* _What you will do_: Pick out each line below containing "Segment".

* _Data for analysis_:
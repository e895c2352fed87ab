//! Patient name (NM1).

use remit_model::PatientInfo;
use remit_x12::Segment;

use crate::codes::{ENTITY_PATIENT, ENTITY_TYPE_PERSON, ID_MEMBER};
use crate::error::Result;

use super::common::{claim_field, optional, require};

/// NM1*QC*1*{last}*{first}****MI*{member id}
pub(crate) fn emit_patient_name(patient: &PatientInfo, claim_index: usize) -> Result<Segment> {
    let last = require(
        &claim_field(claim_index, "patientInfo.lastName"),
        &patient.last_name,
    )?;
    let member_id = require(
        &claim_field(claim_index, "patientInfo.memberId"),
        &patient.member_id,
    )?;

    Ok(Segment::new("NM1")
        .with_element(ENTITY_PATIENT)
        .with_element(ENTITY_TYPE_PERSON)
        .with_element(last)
        .with_element(optional(&patient.first_name))
        // middle name, prefix, suffix
        .with_empty(3)
        .with_element(ID_MEMBER)
        .with_element(member_id))
}

#[cfg(test)]
mod tests {
    use super::*;

    fn patient() -> PatientInfo {
        PatientInfo {
            last_name: "Williams".to_string(),
            first_name: "Robert".to_string(),
            member_id: "UHC987654".to_string(),
        }
    }

    #[test]
    fn test_nm1_layout() {
        let nm1 = emit_patient_name(&patient(), 0).unwrap();
        assert_eq!(nm1.len(), 9);
        assert_eq!(nm1.value(1), Some("QC"));
        assert_eq!(nm1.value(2), Some("1"));
        assert_eq!(nm1.value(3), Some("Williams"));
        assert_eq!(nm1.value(4), Some("Robert"));
        assert_eq!(nm1.value(8), Some("MI"));
        assert_eq!(nm1.value(9), Some("UHC987654"));
    }

    #[test]
    fn test_first_name_is_optional() {
        let mut patient = patient();
        patient.first_name.clear();
        let nm1 = emit_patient_name(&patient, 0).unwrap();
        assert_eq!(nm1.value(4), Some(""));
    }

    #[test]
    fn test_member_id_is_required() {
        let mut patient = patient();
        patient.member_id.clear();
        assert!(emit_patient_name(&patient, 0).is_err());
    }
}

* _Output for this exercise_:
use remit_x12::Segment;
pub(crate) fn emit_patient_name(patient: &PatientInfo, claim_index: usize) -> Result<Segment> {
    Ok(Segment::new("NM1")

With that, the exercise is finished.